TASK DETAILS: What you return must be every line from the beginning of the data through the line holding "success; on any", unchanged.

Collected data
▽
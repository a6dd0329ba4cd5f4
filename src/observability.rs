// src/observability.rs
//! Tracing initialization

use tracing_subscriber::{layer::SubscriberExt, util::SubscriberInitExt};

/// Initialize the global tracing subscriber.
///
/// Filtering comes from `RUST_LOG`, defaulting to `info` for this crate.
/// Safe to call once per process; later calls fail quietly so tests can
/// race on it.
pub fn init_tracing() {
    let filter = tracing_subscriber::EnvFilter::try_from_default_env()
        .unwrap_or_else(|_| "virtops_engine=info".into());

    let _ = tracing_subscriber::registry()
        .with(filter)
        .with(tracing_subscriber::fmt::layer())
        .try_init();
}
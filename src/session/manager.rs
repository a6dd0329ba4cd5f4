// src/session/manager.rs
//! Session lifecycle and registry
//!
//! State machine per session: Created → Connecting → Connected →
//! (command execution)* → Disconnected. A session becomes visible in the
//! registry only after the connect script reported explicit success; on any
//! connect failure the dedicated worker is disposed immediately and a
//! classified error raised; no partially-connected state ever escapes.

use crate::execution::types::{ExecutionRequest, ExecutionResult};
use crate::execution::worker::{ShellWorker, WorkerConfig};
use crate::modules::resolver::{self, ModuleResolver};
use crate::session::session::{
    connect_script, Session, SessionId, SessionSummary, CONNECT_MARKER,
};
use crate::utils::config::{EngineConfig, SessionSettings};
use crate::utils::errors::{ConnectionErrorKind, EngineError, Result};
use dashmap::DashMap;
use serde_json::json;
use std::sync::atomic::{AtomicUsize, Ordering};
use std::sync::Arc;
use tracing::{info, warn};

/// Owns every active session; explicitly constructed and passed to whoever
/// needs it; no ambient registry state.
pub struct SessionManager {
    settings: SessionSettings,
    worker_config: WorkerConfig,
    resolver: Arc<ModuleResolver>,
    sessions: DashMap<SessionId, Arc<Session>>,
    next_worker_id: AtomicUsize,
}

impl SessionManager {
    /// Create a manager over explicit settings and worker configuration
    pub fn new(
        settings: SessionSettings,
        worker_config: WorkerConfig,
        resolver: Arc<ModuleResolver>,
    ) -> Self {
        Self {
            settings,
            worker_config,
            resolver,
            sessions: DashMap::new(),
            next_worker_id: AtomicUsize::new(1),
        }
    }

    /// Build a manager from engine configuration, discovering the interpreter
    pub fn from_engine_config(config: &EngineConfig) -> Result<Self> {
        use crate::execution::interpreter::InterpreterProfile;
        use crate::execution::process_runner::{ProcessRunner, ProcessRunnerConfig};

        let kind = config.execution.interpreter;
        let profile = match &config.execution.interpreter_path {
            Some(path) => InterpreterProfile::with_program(kind, path),
            None => InterpreterProfile::discover(kind)?,
        };

        let mut worker_config = WorkerConfig::new(profile.clone());
        worker_config.inherit_environment = config.execution.inherit_environment;
        worker_config.env_vars = config
            .execution
            .env_vars
            .iter()
            .map(|(k, v)| (k.clone(), v.clone()))
            .collect();

        let runner = Arc::new(ProcessRunner::new(ProcessRunnerConfig::new(profile)));
        let resolver = Arc::new(ModuleResolver::discovering(runner));

        Ok(Self::new(
            config.session.clone(),
            worker_config,
            resolver,
        ))
    }

    /// Open an authenticated connection to `endpoint`.
    ///
    /// The session id is returned only after the connect script printed its
    /// success marker; every failure path disposes the worker first.
    pub async fn connect(
        &self,
        endpoint: &str,
        username: &str,
        password: &str,
    ) -> Result<SessionId> {
        let id = SessionId::new();
        info!("Session {} connecting to {}", id, endpoint);

        let kind = self.worker_config.profile.kind;
        let load_script = if kind.supports_vendor_modules() {
            resolver::load_script(self.resolver.plan().await?)
        } else {
            None
        };

        let worker_id = self.next_worker_id.fetch_add(1, Ordering::Relaxed);
        let (mut worker, _) = ShellWorker::spawn_prepared(
            worker_id,
            self.worker_config.clone(),
            load_script.as_deref(),
            self.settings.connect_timeout(),
        )
        .await?;

        let request = ExecutionRequest::new(connect_script(kind))
            .with_parameter("Endpoint", json!(endpoint))
            .with_parameter("Username", json!(username))
            .with_parameter("Password", json!(password))
            .with_timeout(self.settings.connect_timeout());

        match worker.execute(&request).await {
            Ok(out) if !out.died && out.output.contains(CONNECT_MARKER) => {
                let session = Arc::new(Session::new(
                    id,
                    endpoint.to_string(),
                    username.to_string(),
                    worker,
                ));
                self.sessions.insert(id, session);
                info!("Session {} connected to {}", id, endpoint);
                Ok(id)
            }
            Ok(out) => {
                worker.kill().await;
                let text = if out.error.trim().is_empty() {
                    "connect script did not report success".to_string()
                } else {
                    out.error
                };
                let kind = ConnectionErrorKind::classify(&text);
                warn!("Session {} connect failed ({}): {}", id, kind, text.trim());
                Err(EngineError::ConnectionFailed {
                    kind,
                    message: format!("{}. {}", text.trim(), kind.recommendation()),
                })
            }
            Err(EngineError::ExecutionTimeout) => {
                // The deadline already killed the worker
                let kind = ConnectionErrorKind::Network;
                Err(EngineError::ConnectionFailed {
                    kind,
                    message: format!(
                        "connect timed out after {:?}. {}",
                        self.settings.connect_timeout(),
                        kind.recommendation()
                    ),
                })
            }
            Err(e) => {
                worker.kill().await;
                Err(e)
            }
        }
    }

    /// Run a command on a connected session. Commands on one session
    /// serialize through its command slot; distinct sessions run in
    /// parallel.
    pub async fn execute(
        &self,
        id: SessionId,
        request: &ExecutionRequest,
    ) -> Result<ExecutionResult> {
        let session = self.get(id)?;
        session.execute(request).await
    }

    /// Look up a session by id
    pub fn get(&self, id: SessionId) -> Result<Arc<Session>> {
        self.sessions
            .get(&id)
            .map(|entry| Arc::clone(entry.value()))
            .ok_or_else(|| EngineError::SessionNotFound(id.to_string()))
    }

    /// Summaries of all registered sessions
    pub fn list(&self) -> Vec<SessionSummary> {
        self.sessions
            .iter()
            .map(|entry| entry.value().summary())
            .collect()
    }

    /// Number of registered sessions
    pub fn count(&self) -> usize {
        self.sessions.len()
    }

    /// Disconnect a session: best-effort remote logout, unconditional local
    /// teardown and registry removal.
    pub async fn disconnect(&self, id: SessionId) -> Result<()> {
        let (_, session) = self
            .sessions
            .remove(&id)
            .ok_or_else(|| EngineError::SessionNotFound(id.to_string()))?;

        session.disconnect(self.settings.disconnect_grace()).await;
        info!("Session {} disconnected", id);
        Ok(())
    }

    /// Force-disconnect every open session, bounded per session by the
    /// configured grace period.
    pub async fn shutdown_all(&self) {
        let ids: Vec<SessionId> = self.sessions.iter().map(|entry| *entry.key()).collect();
        info!("Shutting down {} open sessions", ids.len());

        for id in ids {
            if let Some((_, session)) = self.sessions.remove(&id) {
                session.disconnect(self.settings.disconnect_grace()).await;
            }
        }
    }
}

#[cfg(test)]
mod tests {
    use super::*;
    use crate::execution::interpreter::{InterpreterKind, InterpreterProfile};
    use std::time::Duration;

    fn shell_manager() -> SessionManager {
        let profile = InterpreterProfile::discover(InterpreterKind::PosixShell).unwrap();
        let mut settings = SessionSettings::default();
        settings.connect_timeout_secs = 10;
        settings.disconnect_grace_secs = 2;
        SessionManager::new(
            settings,
            WorkerConfig::new(profile),
            Arc::new(ModuleResolver::with_inventory(vec![])),
        )
    }

    #[tokio::test]
    async fn test_connect_execute_disconnect() {
        let manager = shell_manager();
        let id = manager
            .connect("vcenter.lab.local", "admin", "secret")
            .await
            .unwrap();
        assert_eq!(manager.count(), 1);

        let result = manager
            .execute(id, &ExecutionRequest::new("printf 'session cmd\\n'"))
            .await
            .unwrap();
        assert!(result.success);
        assert_eq!(result.output.trim(), "session cmd");

        manager.disconnect(id).await.unwrap();
        assert_eq!(manager.count(), 0);
    }

    #[tokio::test]
    async fn test_connect_failure_never_registers_session() {
        let manager = shell_manager();

        // The POSIX connect handshake rejects an empty endpoint
        let err = manager.connect("", "admin", "secret").await.unwrap_err();
        assert!(matches!(err, EngineError::ConnectionFailed { .. }));
        assert_eq!(manager.count(), 0);
    }

    #[tokio::test]
    async fn test_session_state_persists_across_commands() {
        let manager = shell_manager();
        let id = manager
            .connect("vcenter.lab.local", "admin", "secret")
            .await
            .unwrap();

        manager
            .execute(id, &ExecutionRequest::new("session_var=99"))
            .await
            .unwrap();
        let result = manager
            .execute(
                id,
                &ExecutionRequest::new("printf '%s\\n' \"$session_var\""),
            )
            .await
            .unwrap();
        assert_eq!(result.output.trim(), "99");

        manager.disconnect(id).await.unwrap();
    }

    #[tokio::test]
    async fn test_disconnect_with_dead_worker_still_removes_session() {
        let manager = shell_manager();
        let id = manager
            .connect("vcenter.lab.local", "admin", "secret")
            .await
            .unwrap();

        // Kill the session's interpreter from inside; the logout can only fail
        let result = manager
            .execute(id, &ExecutionRequest::new("exit 0"))
            .await
            .unwrap();
        assert!(!result.success);

        // Disconnect must still remove the session and release resources
        manager.disconnect(id).await.unwrap();
        assert_eq!(manager.count(), 0);
    }

    #[tokio::test]
    async fn test_unknown_session_is_an_error() {
        let manager = shell_manager();
        let err = manager
            .execute(SessionId::new(), &ExecutionRequest::new("printf 'x'"))
            .await
            .unwrap_err();
        assert!(matches!(err, EngineError::SessionNotFound(_)));
    }

    #[tokio::test]
    async fn test_distinct_sessions_run_in_parallel() {
        let manager = Arc::new(shell_manager());
        let a = manager.connect("vc-a", "admin", "s").await.unwrap();
        let b = manager.connect("vc-b", "admin", "s").await.unwrap();

        let started = std::time::Instant::now();
        let req_a = ExecutionRequest::new("sleep 0.3; printf 'a\\n'");
        let req_b = ExecutionRequest::new("sleep 0.3; printf 'b\\n'");
        let (ra, rb) = tokio::join!(
            manager.execute(a, &req_a),
            manager.execute(b, &req_b),
        );
        assert!(ra.unwrap().success);
        assert!(rb.unwrap().success);

        // Two 300ms commands overlapped rather than serializing
        assert!(started.elapsed() < Duration::from_millis(550));

        manager.shutdown_all().await;
        assert_eq!(manager.count(), 0);
    }

    #[tokio::test]
    async fn test_commands_on_one_session_serialize() {
        let manager = Arc::new(shell_manager());
        let id = manager.connect("vc", "admin", "s").await.unwrap();

        let started = std::time::Instant::now();
        let req = ExecutionRequest::new("sleep 0.2");
        let (ra, rb) = tokio::join!(
            manager.execute(id, &req),
            manager.execute(id, &req),
        );
        assert!(ra.unwrap().success);
        assert!(rb.unwrap().success);
        assert!(started.elapsed() >= Duration::from_millis(400));

        manager.disconnect(id).await.unwrap();
    }
}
△
SOLUTION TO THIS TASK:
repository a6dd0329ba4cd5f4
filename src/observability.rs
// src/observability.rs
//! Tracing initialization

use tracing_subscriber::{layer::SubscriberExt, util::SubscriberInitExt};

/// Initialize the global tracing subscriber.
///
/// Filtering comes from `RUST_LOG`, defaulting to `info` for this crate.
/// Safe to call once per process; later calls fail quietly so tests can
/// race on it.
pub fn init_tracing() {
    let filter = tracing_subscriber::EnvFilter::try_from_default_env()
        .unwrap_or_else(|_| "virtops_engine=info".into());

    let _ = tracing_subscriber::registry()
        .with(filter)
        .with(tracing_subscriber::fmt::layer())
        .try_init();
}
filename src/session/manager.rs
repository a6dd0329ba4cd5f4
// src/session/manager.rs
//! Session lifecycle and registry
//!
//! State machine per session: Created → Connecting → Connected →
//! (command execution)* → Disconnected. A session becomes visible in the
//! registry only after the connect script reported explicit success; on any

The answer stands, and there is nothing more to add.